Entries taken from a collection
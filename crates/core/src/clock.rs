// SPDX-License-Identifier: BUSL-1.1
// Copyright (c) 2026 Alfred Jean LLC

//! Clock abstraction for testable time handling
//!
//! Run records and lock records are persisted, so the clock hands out
//! wall-clock timestamps rather than monotonic instants.

use chrono::{DateTime, Utc};
use std::sync::{Arc, Mutex};
use std::time::Duration;

/// A clock that provides the current time
pub trait Clock: Clone + Send + Sync + 'static {
    fn now(&self) -> DateTime<Utc>;
}

/// Real system clock
#[derive(Clone, Copy, Debug, Default)]
pub struct SystemClock;

impl Clock for SystemClock {
    fn now(&self) -> DateTime<Utc> {
        Utc::now()
    }
}

/// Fake clock for testing with controllable time
#[derive(Clone, Debug)]
pub struct FakeClock {
    current: Arc<Mutex<DateTime<Utc>>>,
}

impl FakeClock {
    pub fn new() -> Self {
        Self::at(Utc::now())
    }

    /// Create a clock frozen at the given timestamp
    pub fn at(timestamp: DateTime<Utc>) -> Self {
        Self {
            current: Arc::new(Mutex::new(timestamp)),
        }
    }

    /// Advance the clock by the given duration
    pub fn advance(&self, duration: Duration) {
        let delta = chrono::Duration::from_std(duration).unwrap_or(chrono::Duration::MAX);
        let mut current = self.current.lock().unwrap_or_else(|e| e.into_inner());
        *current += delta;
    }

    /// Set the clock to a specific timestamp
    pub fn set(&self, timestamp: DateTime<Utc>) {
        let mut current = self.current.lock().unwrap_or_else(|e| e.into_inner());
        *current = timestamp;
    }
}

impl Default for FakeClock {
    fn default() -> Self {
        Self::new()
    }
}

impl Clock for FakeClock {
    fn now(&self) -> DateTime<Utc> {
        *self.current.lock().unwrap_or_else(|e| e.into_inner())
    }
}

#[cfg(test)]
#[path = "clock_tests.rs"]
mod tests;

WHAT TO DO
Word for word, copy out the records.

WRITTEN RESPONSE
filename crates/core/src/clock.rs
// SPDX-License-Identifier: BUSL-1.1
// Copyright (c) 2026 Alfred Jean LLC

//! Clock abstraction for testable time handling
//!
//! Run records and lock records are persisted, so the clock hands out
//! wall-clock timestamps rather than monotonic instants.

use chrono::{DateTime, Utc};
use std::sync::{Arc, Mutex};
use std::time::Duration;

/// A clock that provides the current time
pub trait Clock: Clone + Send + Sync + 'static {
    fn now(&self) -> DateTime<Utc>;
}

/// Real system clock
#[derive(Clone, Copy, Debug, Default)]
pub struct SystemClock;

impl Clock for SystemClock {
    fn now(&self) -> DateTime<Utc> {
        Utc::now()
    }
}

/// Fake clock for testing with controllable time
#[derive(Clone, Debug)]
pub struct FakeClock {
    current: Arc<Mutex<DateTime<Utc>>>,
}

impl FakeClock {
    pub fn new() -> Self {
        Self::at(Utc::now())
    }

    /// Create a clock frozen at the given timestamp
    pub fn at(timestamp: DateTime<Utc>) -> Self {
        Self {
            current: Arc::new(Mutex::new(timestamp)),
        }
    }

    /// Advance the clock by the given duration
    pub fn advance(&self, duration: Duration) {
        let delta = chrono::Duration::from_std(duration).unwrap_or(chrono::Duration::MAX);
        let mut current = self.current.lock().unwrap_or_else(|e| e.into_inner());
        *current += delta;
    }

    /// Set the clock to a specific timestamp
    pub fn set(&self, timestamp: DateTime<Utc>) {
        let mut current = self.current.lock().unwrap_or_else(|e| e.into_inner());
        *current = timestamp;
    }
}

impl Default for FakeClock {
    fn default() -> Self {
        Self::new()
    }
}

impl Clock for FakeClock {
    fn now(&self) -> DateTime<Utc> {
        *self.current.lock().unwrap_or_else(|e| e.into_inner())
    }
}

#[cfg(test)]
#[path = "clock_tests.rs"]
mod tests;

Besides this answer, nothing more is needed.